### PROVIDED DATA ###

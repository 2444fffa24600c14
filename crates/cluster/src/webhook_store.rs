//! Webhook records kept in a ConfigMap.
//!
//! All webhooks of a namespace live in one ConfigMap under a single
//! `binaryData` key holding the base64 of a JSON object keyed by webhook name.

use std::collections::BTreeMap;

use async_trait::async_trait;
use base64::engine::general_purpose::STANDARD;
use base64::Engine as _;
use serde::{Deserialize, Serialize};
use tracing::{debug, instrument};
use trigger::ports::WebhookStore;
use trigger::webhooks::Webhook;
use trigger::{ClusterError, Namespace, StoreError};

use crate::client::{KubeClient, ObjectMeta};

pub const CONFIG_MAP_NAME: &str = "githubwebhook";
pub const CONFIG_MAP_KEY: &str = "GitHubSource";

#[derive(Debug, Clone, Default, Serialize, Deserialize)]
#[serde(rename_all = "camelCase")]
struct ConfigMap {
    #[serde(default)]
    api_version: String,

    #[serde(default)]
    kind: String,

    #[serde(default)]
    metadata: ObjectMeta,

    #[serde(default, skip_serializing_if = "BTreeMap::is_empty")]
    binary_data: BTreeMap<String, String>,

    #[serde(flatten)]
    other: serde_json::Map<String, serde_json::Value>,
}

fn config_maps_path(namespace: &Namespace) -> String {
    format!("/api/v1/namespaces/{namespace}/configmaps")
}

fn config_map_path(namespace: &Namespace) -> String {
    format!("{}/{CONFIG_MAP_NAME}", config_maps_path(namespace))
}

/// [`WebhookStore`] backed by the `githubwebhook` ConfigMap.
#[derive(Debug, Clone)]
pub struct ConfigMapWebhookStore {
    client: KubeClient,
}

impl ConfigMapWebhookStore {
    pub fn new(client: KubeClient) -> Self {
        Self { client }
    }

    async fn fetch(&self, namespace: &Namespace) -> Result<Option<ConfigMap>, ClusterError> {
        match self.client.get(&config_map_path(namespace)).await {
            Ok(cm) => Ok(Some(cm)),
            Err(e) if e.is_not_found() => Ok(None),
            Err(e) => Err(e),
        }
    }
}

fn decode_records(cm: &ConfigMap) -> Result<BTreeMap<String, Webhook>, StoreError> {
    let Some(encoded) = cm.binary_data.get(CONFIG_MAP_KEY) else {
        return Ok(BTreeMap::new());
    };
    let bytes = STANDARD
        .decode(encoded.trim())
        .map_err(|e| ClusterError::Decode {
            message: format!("{CONFIG_MAP_NAME}/{CONFIG_MAP_KEY} is not base64: {e}"),
        })?;
    if bytes.is_empty() {
        return Ok(BTreeMap::new());
    }
    Ok(serde_json::from_slice(&bytes)?)
}

#[async_trait]
impl WebhookStore for ConfigMapWebhookStore {
    #[instrument(skip(self))]
    async fn read(&self, namespace: &Namespace) -> Result<BTreeMap<String, Webhook>, StoreError> {
        match self.fetch(namespace).await? {
            Some(cm) => decode_records(&cm),
            None => Ok(BTreeMap::new()),
        }
    }

    #[instrument(skip(self, webhooks), fields(count = webhooks.len()))]
    async fn write(
        &self,
        namespace: &Namespace,
        webhooks: &BTreeMap<String, Webhook>,
    ) -> Result<(), StoreError> {
        let encoded = STANDARD.encode(serde_json::to_vec(webhooks)?);

        match self.fetch(namespace).await? {
            Some(mut cm) => {
                cm.binary_data.insert(CONFIG_MAP_KEY.to_string(), encoded);
                let _: serde::de::IgnoredAny =
                    self.client.put(&config_map_path(namespace), &cm).await?;
                debug!("Updated webhook ConfigMap");
            }
            None => {
                let cm = ConfigMap {
                    api_version: "v1".into(),
                    kind: "ConfigMap".into(),
                    metadata: ObjectMeta {
                        name: CONFIG_MAP_NAME.into(),
                        namespace: Some(namespace.to_string()),
                        ..ObjectMeta::default()
                    },
                    binary_data: BTreeMap::from([(CONFIG_MAP_KEY.to_string(), encoded)]),
                    other: serde_json::Map::new(),
                };
                let _: serde::de::IgnoredAny =
                    self.client.post(&config_maps_path(namespace), &cm).await?;
                debug!("Created webhook ConfigMap");
            }
        }
        Ok(())
    }
}

#[cfg(test)]
mod tests {
    use serde_json::json;
    use wiremock::matchers::{body_partial_json, method, path};
    use wiremock::{Mock, MockServer, ResponseTemplate};

    use super::*;
    use crate::client::KubeConfig;

    const CM_PATH: &str = "/api/v1/namespaces/tekton-pipelines/configmaps/githubwebhook";

    fn ns() -> Namespace {
        Namespace::new("tekton-pipelines").unwrap()
    }

    fn store(server: &MockServer) -> ConfigMapWebhookStore {
        ConfigMapWebhookStore::new(KubeClient::new(KubeConfig::new(server.uri())).unwrap())
    }

    fn records() -> BTreeMap<String, Webhook> {
        BTreeMap::from([(
            "hook".to_string(),
            Webhook {
                name: "hook".into(),
                namespace: "green".into(),
                git_repository_url: "https://github.com/a/b".into(),
                ..Webhook::default()
            },
        )])
    }

    fn encoded(records: &BTreeMap<String, Webhook>) -> String {
        STANDARD.encode(serde_json::to_vec(records).unwrap())
    }

    #[tokio::test]
    async fn missing_config_map_reads_as_empty() {
        let server = MockServer::start().await;
        Mock::given(method("GET"))
            .and(path(CM_PATH))
            .respond_with(
                ResponseTemplate::new(404).set_body_json(json!({ "message": "not found" })),
            )
            .mount(&server)
            .await;

        assert!(store(&server).read(&ns()).await.unwrap().is_empty());
    }

    #[tokio::test]
    async fn reads_base64_records() {
        let server = MockServer::start().await;
        Mock::given(method("GET"))
            .and(path(CM_PATH))
            .respond_with(ResponseTemplate::new(200).set_body_json(json!({
                "metadata": { "name": "githubwebhook", "resourceVersion": "7" },
                "binaryData": { "GitHubSource": encoded(&records()) }
            })))
            .mount(&server)
            .await;

        assert_eq!(store(&server).read(&ns()).await.unwrap(), records());
    }

    #[tokio::test]
    async fn corrupt_record_is_reported() {
        let server = MockServer::start().await;
        Mock::given(method("GET"))
            .and(path(CM_PATH))
            .respond_with(ResponseTemplate::new(200).set_body_json(json!({
                "metadata": { "name": "githubwebhook" },
                "binaryData": { "GitHubSource": STANDARD.encode(b"not json") }
            })))
            .mount(&server)
            .await;

        assert!(matches!(
            store(&server).read(&ns()).await,
            Err(StoreError::Corrupt(_))
        ));
    }

    #[tokio::test]
    async fn first_write_creates_config_map() {
        let server = MockServer::start().await;
        Mock::given(method("GET"))
            .and(path(CM_PATH))
            .respond_with(ResponseTemplate::new(404))
            .mount(&server)
            .await;
        Mock::given(method("POST"))
            .and(path("/api/v1/namespaces/tekton-pipelines/configmaps"))
            .and(body_partial_json(json!({
                "kind": "ConfigMap",
                "metadata": { "name": "githubwebhook", "namespace": "tekton-pipelines" },
                "binaryData": { "GitHubSource": encoded(&records()) }
            })))
            .respond_with(ResponseTemplate::new(201).set_body_json(json!({})))
            .expect(1)
            .mount(&server)
            .await;

        store(&server).write(&ns(), &records()).await.unwrap();
    }

    #[tokio::test]
    async fn later_write_updates_and_keeps_other_fields() {
        let server = MockServer::start().await;
        Mock::given(method("GET"))
            .and(path(CM_PATH))
            .respond_with(ResponseTemplate::new(200).set_body_json(json!({
                "apiVersion": "v1",
                "kind": "ConfigMap",
                "metadata": { "name": "githubwebhook", "resourceVersion": "7" },
                "data": { "note": "kept" }
            })))
            .mount(&server)
            .await;
        Mock::given(method("PUT"))
            .and(path(CM_PATH))
            .and(body_partial_json(json!({
                "metadata": { "resourceVersion": "7" },
                "data": { "note": "kept" },
                "binaryData": { "GitHubSource": encoded(&records()) }
            })))
            .respond_with(ResponseTemplate::new(200).set_body_json(json!({})))
            .expect(1)
            .mount(&server)
            .await;

        store(&server).write(&ns(), &records()).await.unwrap();
    }

    #[tokio::test]
    async fn failed_update_is_propagated() {
        let server = MockServer::start().await;
        Mock::given(method("GET"))
            .and(path(CM_PATH))
            .respond_with(ResponseTemplate::new(200).set_body_json(json!({
                "metadata": { "name": "githubwebhook" }
            })))
            .mount(&server)
            .await;
        Mock::given(method("PUT"))
            .respond_with(
                ResponseTemplate::new(403).set_body_json(json!({ "message": "forbidden" })),
            )
            .mount(&server)
            .await;

        assert!(matches!(
            store(&server).write(&ns(), &records()).await,
            Err(StoreError::Cluster(ClusterError::Api { status: 403, .. }))
        ));
    }
}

###

__HOW TO COMPLETE THIS TASK__: Only the lines containing the word "Some" should be returned from the data above.

__RESULT FOR THIS TASK__:
            Ok(cm) => Ok(Some(cm)),
    let Some(encoded) = cm.binary_data.get(CONFIG_MAP_KEY) else {
            Some(cm) => decode_records(&cm),
            Some(mut cm) => {
                        namespace: Some(namespace.to_string()),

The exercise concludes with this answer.